House with external elevators (1914), Antonio Sant'Elia

Scott also filmed at some iconic Art Deco locations in LA. Frank Lloyd Wright’s Mayan-influenced Ennis House stood in for Deckard’s apartment, while the cavernous Union Station became police headquarters. Meanwhile the landmark Victorian-era Bradbury Building played itself, but was transformed into the semi-derelict apartment block where Deckard and Batty stage their final battle.

By retro-fitting the much-filmed New York street set on the Warner Bros. back lot with a mash-up of past and future elements, Blade Runner helped envision the deconstructed time-warp style that would come to define architectural postmodernism – or “crunchy comic-book architecture”, as Scott calls it.

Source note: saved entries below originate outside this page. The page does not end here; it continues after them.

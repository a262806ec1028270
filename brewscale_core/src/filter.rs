//! Adaptive exponential smoothing, the main noise-rejection stage.

use crate::config::FilterCfg;

/// EMA whose responsiveness adapts to the magnitude of change: large jumps
/// snap through unfiltered, small wobbles get heavy smoothing.
///
/// The output persists across ticks and is reset to 0 only by tare.
#[derive(Debug, Clone)]
pub struct AdaptiveFilter {
    cfg: FilterCfg,
    out: f32,
}

impl AdaptiveFilter {
    pub fn new(cfg: FilterCfg) -> Self {
        Self { cfg, out: 0.0 }
    }

    /// Feed one raw sample; returns the new filtered output.
    ///
    /// Non-finite samples are a recoverable sensor fault: the sample is
    /// dropped and the previous output is returned unchanged.
    pub fn update(&mut self, raw: f32) -> f32 {
        if !raw.is_finite() {
            tracing::warn!(raw, "non-finite sample dropped before filter");
            return self.out;
        }
        let err = (raw - self.out).abs();
        if err > self.cfg.snap_g {
            // Large jump: a real event (object placed/removed), not noise.
            self.out = raw;
        } else {
            let alpha = if err > self.cfg.fast_g {
                self.cfg.fast_alpha
            } else if err > self.cfg.medium_g {
                self.cfg.medium_alpha
            } else {
                self.cfg.settle_alpha
            };
            self.out = alpha * self.out + (1.0 - alpha) * raw;
        }
        self.out
    }

    pub fn output(&self) -> f32 {
        self.out
    }

    /// Tare semantics: the persistent output returns to zero.
    pub fn reset(&mut self) {
        self.out = 0.0;
    }
}

#[cfg(test)]
mod tests {
    use super::*;

    fn filter() -> AdaptiveFilter {
        AdaptiveFilter::new(FilterCfg::default())
    }

    #[test]
    fn large_jump_snaps_to_raw() {
        let mut f = filter();
        assert_eq!(f.update(18.0), 18.0);
        // and back down
        assert_eq!(f.update(0.0), 0.0);
    }

    #[test]
    fn fast_band_blends_with_alpha_0_4() {
        let mut f = filter();
        f.update(10.0); // snap to 10
        // err = 0.5, in (0.3, 1.0] -> out = 0.4*10 + 0.6*10.5
        let out = f.update(10.5);
        assert!((out - 10.3).abs() < 1e-5);
    }

    #[test]
    fn medium_band_blends_with_alpha_0_7() {
        let mut f = filter();
        f.update(10.0);
        // err = 0.2, in (0.1, 0.3] -> out = 0.7*10 + 0.3*10.2
        let out = f.update(10.2);
        assert!((out - 10.06).abs() < 1e-5);
    }

    #[test]
    fn settle_band_barely_moves() {
        let mut f = filter();
        f.update(10.0);
        // err = 0.05 -> out = 0.95*10 + 0.05*10.05
        let out = f.update(10.05);
        assert!((out - 10.0025).abs() < 1e-5);
    }

    #[test]
    fn non_finite_samples_leave_output_untouched() {
        let mut f = filter();
        f.update(5.0);
        assert_eq!(f.update(f32::NAN), 5.0);
        assert_eq!(f.update(f32::INFINITY), 5.0);
        assert_eq!(f.update(f32::NEG_INFINITY), 5.0);
        assert_eq!(f.output(), 5.0);
    }

    #[test]
    fn reset_returns_output_to_zero() {
        let mut f = filter();
        f.update(42.0);
        f.reset();
        assert_eq!(f.output(), 0.0);
    }
}
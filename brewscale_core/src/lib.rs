#![cfg_attr(all(not(debug_assertions), not(test)), deny(warnings))]
#![cfg_attr(
    all(not(debug_assertions), not(test)),
    deny(clippy::all, clippy::pedantic, clippy::nursery)
)]
#![allow(clippy::module_name_repetitions, clippy::missing_errors_doc)]
#![cfg_attr(not(test), deny(clippy::unwrap_used, clippy::expect_used))]
//! Core scale logic (hardware-agnostic).
//!
//! This crate provides the hardware-independent controller for a brew scale.
//! All hardware interactions go through the `brewscale_traits::LoadCell`,
//! `DisplaySink`, and `Buzzer` traits.
//!
//! ## Architecture
//!
//! - **Filtering**: Adaptive EMA with magnitude bands (`filter` module)
//! - **Display conditioning**: Hysteresis gate, zero clamp, quantizer
//!   (`display` module), chained in `pipeline`
//! - **Timing**: Flow-gated brew timer (`timer` module)
//! - **Control**: The polling tick loop (`engine` module)
//! - **Construction**: Type-state builder and generic constructor (`builder`)

pub mod builder;
pub mod config;
pub mod conversions;
pub mod display;
pub mod engine;
pub mod error;
pub mod filter;
pub mod hw_error;
pub mod mocks;
pub mod pipeline;
pub mod timer;
pub mod util;

pub use brewscale_traits::Frame;

pub use builder::{Scale, ScaleBuilder, ScaleG, build_scale};
pub use config::{DisplayCfg, FilterCfg, LoopCfg, TimerCfg};
pub use display::{HysteresisGate, quantize, zero_clamp};
pub use engine::{BOOT_BEEP_MS, READY_BEEP_MS, ScaleCore, TARE_BEEP_MS};
pub use error::{BuildError, Result, ScaleError};
pub use filter::AdaptiveFilter;
pub use pipeline::WeightPipeline;
pub use timer::{BrewTimer, TimerState};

The teeming street markets, monumental skyscrapers and billboard-sized TV screens also proved prophetic of 21st century urban life, especially in booming Asian mega-cities. “In Shanghai certainly, the way urban development is going, Syd absolutely had it nailed,” claims Scott in Dangerous Days.

The key building in Blade Runner is the monumental triangular hulk of the Tyrell Corporation headquarters, a knowing throwback to the pyramids and ziggurats of ancient Egyptian, Aztec and Mesoamerican civilisations. Towering triangular structures have always been expressions of power, both financial and spiritual. Today they find their echo in Orwellian edifices like the Luxor casino hotel in Las Vegas, the Shard in London, the Burj Khalifa in Dubai or the Ryugyong ‘hotel of doom’ that looms over Pyongyang in North Korea. All were built after Blade Runner.

End game

In an early draft of the script, Batty kills a replicant Tyrell while the real one sleeps in a cryogenic sarcophagus at the apex of the pyramid, awaiting resurrection like some 21st-century pharaoh. Behind all its visual fireworks, mortality is the story’s central theme, and another reason why Blade Runner still strikes a universal chord today. “Too bad she won’t live,” Gaff tells Deckard, a sly reference to his affair with Rachael. “But then again, who does?”

Everybody in Blade Runner is haunted by mortality, not just the replicants. Initially reluctant, Scott himself only agreed to direct the film after his older brother Frank died of cancer, reasoning it would be a “quick fix emotionally”. In March 1982, Philip K. Dick was felled by a fatal stroke at the age of 53. He never got to see the finished movie.

Drenched in death, Blade Runner is a dark vision of the future, but Scott’s definitive Final Cut ends on a cautiously hopeful note. Mortality is inevitable, but before it comes, empathy and trust and love are possible, even between human and android. At the end of his killing spree, Deckard is no longer raging against the machine. Because, deep down, maybe he is the machine.